Alexander Solschenizyn hat in seinem Buch " Die russische Frage am Ende des 20. Jahrhunderts" auf die verhängnisvolle Entwicklung des deutsch-russischen Verhältnisses, sowie dessen Scheitern durch Frankreichs und Großbritanniens Schüren, ausführlich hingewiesen.

Heute fühlen wir sehr wohl die negativen Früchte dieser Entwicklung. Die politische Formung und Gliederung Europas nach beiden Weltkriegen im 20. Jahrhundert fiel somit einseitig im Interesse des westlichen globalorientierten Imperialismus aus, zuerst für das britische Empire, welches später durch die USA beerbt wurde, und dann bis heute für die weltweite US-Hegemonie. Doch dieses ist keineswegs nur ein politischer Prozeß gewesen, sondern der "american way of life" ist ebenso ein ethisch-kultureller.

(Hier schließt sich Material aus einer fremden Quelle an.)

//! # Ironsketch
//!
//! A **distributed sketch/map engine** over partitioned datasets. Data lives in a tree of
//! shards; every question about it is answered by running a small operator independently at
//! each leaf and merging the per-leaf answers bottom-up through a [`Monoid`](monoid::Monoid).
//!
//! ## Key Features
//!
//! - **Two primitives**: [`map`](Runner::map) transforms every shard and keeps the tree shape;
//!   [`sketch`](Runner::sketch) reduces every shard to a mergeable summary
//! - **Streaming partial results**: a [`SketchStream`] yields up-to-date combined values with a
//!   non-decreasing progress fraction
//! - **Cancellation** that stops leaf work for one request without touching others
//! - **Failure attribution**: failed leaves are reported with their [`NodePath`]
//! - **Bounded-memory summaries**: top-K, histograms, heatmaps, HyperLogLog, quantile samples
//! - **Post-processing** applied exactly once to the final result, e.g. differential-privacy noise
//! - **Sequential and parallel execution** on Rayon, with identical results
//!
//! ## Quick Start
//!
//! ```
//! use ironsketch::{PartitionedDataset, Runner};
//! use ironsketch::buckets::EqualWidthBuckets;
//! use ironsketch::sketches::HistogramSketch;
//! use ironsketch::testing::uniform_table;
//!
//! # fn main() -> anyhow::Result<()> {
//! let table = uniform_table(10_000, 42)?;
//! let ds = PartitionedDataset::from_tables(table.split(8), 4)?;
//!
//! let runner = Runner::default();
//! let hist = runner.run_sketch(&ds, HistogramSketch::new("x", EqualWidthBuckets::new(0.0, 1.0, 10)?))?;
//! assert_eq!(hist.total(), 10_000);
//! # Ok(())
//! # }
//! ```
//!
//! ## Core Concepts
//!
//! ### Partitioned Dataset
//!
//! A [`PartitionedDataset<S>`] is an immutable, cheaply cloned tree: leaves hold shards of type
//! `S`, internal nodes concatenate their children. Any number of requests may share one handle.
//!
//! ### Operators
//!
//! - [`Map<S>`](ops::Map): `&S -> anyhow::Result<Output>`, applied once per leaf
//! - [`Sketch<S>`](ops::Sketch): a monoid plus `create(&S)`, merged through the tree
//! - [`PostProcessed`](postprocess::PostProcessed): a sketch plus a local, one-shot transform
//!
//! Closures can be lifted with [`map_fn`](ops::map_fn), [`sketch_fn`](ops::sketch_fn) and
//! [`post_fn`](postprocess::post_fn).
//!
//! ### Streams
//!
//! [`Runner::sketch`] returns a [`SketchStream`], an iterator of
//! `Result<PartialResult<T>, SketchError>`. Every item is a cumulative snapshot; the last one
//! has `done == 1.0`. Drop the stream or call [`SketchStream::cancel`] to stop the request.
//!
//! ```
//! use ironsketch::{PartitionedDataset, Runner};
//! use ironsketch::ops::sketch_fn;
//! use ironsketch::sketches::CountMonoid;
//!
//! # fn main() -> anyhow::Result<()> {
//! let ds = PartitionedDataset::from_leaves(vec![vec![1, 2], vec![3], vec![4, 5, 6]], 2)?;
//! let runner = Runner::sequential();
//! let mut last = 0.0;
//! for partial in runner.sketch(&ds, sketch_fn(CountMonoid, |s: &Vec<i32>| Ok(s.len() as u64))) {
//!     let partial = partial?;
//!     assert!(partial.done >= last);
//!     last = partial.done;
//! }
//! assert_eq!(last, 1.0);
//! # Ok(())
//! # }
//! ```
//!
//! ### Execution Modes
//!
//! [`EngineConfig`] selects sequential or parallel execution, progress weighting, and whether
//! leaf failures abort the request or are tolerated. It can be loaded from JSON.
//!
//! ## Module Overview
//!
//! - [`dataset`] - the partitioned dataset tree and node paths
//! - [`monoid`] - the combination algebra and partial results
//! - [`ops`] - map and sketch operator traits and adapters
//! - [`postprocess`] - one-shot transforms of combined results
//! - [`runner`] / [`stream`] - execution, streaming, cancellation
//! - [`table`] - columnar shards with membership sets
//! - [`maps`] - filter, projection, and sampling maps over tables
//! - [`buckets`] - bucket descriptions and quantization
//! - [`sketches`] - the summary algorithms
//! - [`privacy`] - Laplace-noise post-processors
//! - [`config`], [`error`], [`metrics`] - configuration, errors, counters
//! - [`testing`] - assertions and fixtures for tests

pub mod buckets;
pub mod config;
pub mod dataset;
pub mod error;
pub mod maps;
pub mod metrics;
pub mod monoid;
pub mod ops;
pub mod postprocess;
pub mod privacy;
pub mod runner;
pub mod sketches;
pub mod stream;
pub mod table;
pub mod testing;
pub mod utils;

// General re-exports
pub use config::{EngineConfig, ExecMode, ProgressWeighting};
pub use dataset::{NodePath, PartitionedDataset};
pub use error::{LeafFailure, Result, SketchError};
pub use monoid::{Monoid, PartialResult};
pub use ops::{Map, Sketch};
pub use runner::Runner;
pub use stream::{CancellationToken, SketchStream};
//! Synthetic tables and datasets for tests.
//!
//! Everything here is deterministic for a given seed.

use crate::dataset::PartitionedDataset;
use crate::error::Result;
use crate::table::{Column, Table};
use rand::rngs::StdRng;
use rand::{Rng, SeedableRng};

/// `rows` rows with columns `id` (0, 1, 2, ...) and `x` (uniform in `[0, 1)`).
///
/// # Errors
/// Never in practice; the columns always have equal length.
#[allow(clippy::cast_possible_wrap)]
pub fn uniform_table(rows: usize, seed: u64) -> Result<Table> {
    let mut rng = StdRng::seed_from_u64(seed);
    let x: Vec<f64> = (0..rows).map(|_| rng.random::<f64>()).collect();
    Table::new(vec![
        Column::integers("id", (0..rows as i64).collect()),
        Column::doubles("x", x),
    ])
}

/// `rows` rows with a skewed string column `word` (word `w{i}` is roughly twice as frequent as
/// `w{i+1}`) and a numeric column `score` in `[0, 100)` where every tenth cell is missing.
///
/// # Errors
/// Never in practice; the columns always have equal length.
pub fn skewed_table(rows: usize, seed: u64) -> Result<Table> {
    let mut rng = StdRng::seed_from_u64(seed);
    let words = (0..rows).map(|_| {
        let mut i = 0;
        while i < 15 && rng.random::<bool>() {
            i += 1;
        }
        format!("w{i}")
    });
    let words: Vec<String> = words.collect();
    let scores = (0..rows)
        .map(|r| (r % 10 != 9).then(|| rng.random::<f64>() * 100.0))
        .collect();
    Table::new(vec![
        Column::strings("word", words),
        Column::nullable_doubles("score", scores),
    ])
}

/// Split `table` into `shards` contiguous leaves under a tree of the given fanout.
///
/// # Errors
/// [`SketchError::InvalidConfig`](crate::SketchError::InvalidConfig) when `fanout < 2`.
pub fn split_dataset(
    table: &Table,
    shards: usize,
    fanout: usize,
) -> Result<PartitionedDataset<Table>> {
    PartitionedDataset::from_tables(table.split(shards), fanout)
}

/// Chunk `values` into `shards` vectors of near-equal size under a tree of the given fanout.
///
/// # Errors
/// [`SketchError::InvalidConfig`](crate::SketchError::InvalidConfig) when `fanout < 2`.
pub fn chunked_dataset<T: Clone>(
    values: &[T],
    shards: usize,
    fanout: usize,
) -> Result<PartitionedDataset<Vec<T>>> {
    let size = values.len().div_ceil(shards.max(1)).max(1);
    let chunks = values
        .chunks(size)
        .map(|c| {
            let weight = c.len() as u64;
            (c.to_vec(), weight)
        })
        .collect();
    PartitionedDataset::from_weighted_leaves(chunks, fanout)
}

Wir wissen heute nur zu gut, daß die Bewahrung unserer Nationalkulturen in Deutschland und Rußland eine politische Antwort auf den Globalisierungsanspruch der "westlichen Wertegemeinschaft" wäre, wie es auch Gennadij Sjuganow in seinem Artikel zur Globalierungsproblematik ausführt. Es liegt für uns auf der Hand, daß die deutsche und russische Kultur und die Mentalitäten der beiden Völker sich bedeutend näher stehen und sich sehr gut ergänzen würden, wogegen es zur Coca-Cola- und Mc-Donalds-"Kultur" keine Gemeinsamkeiten gibt.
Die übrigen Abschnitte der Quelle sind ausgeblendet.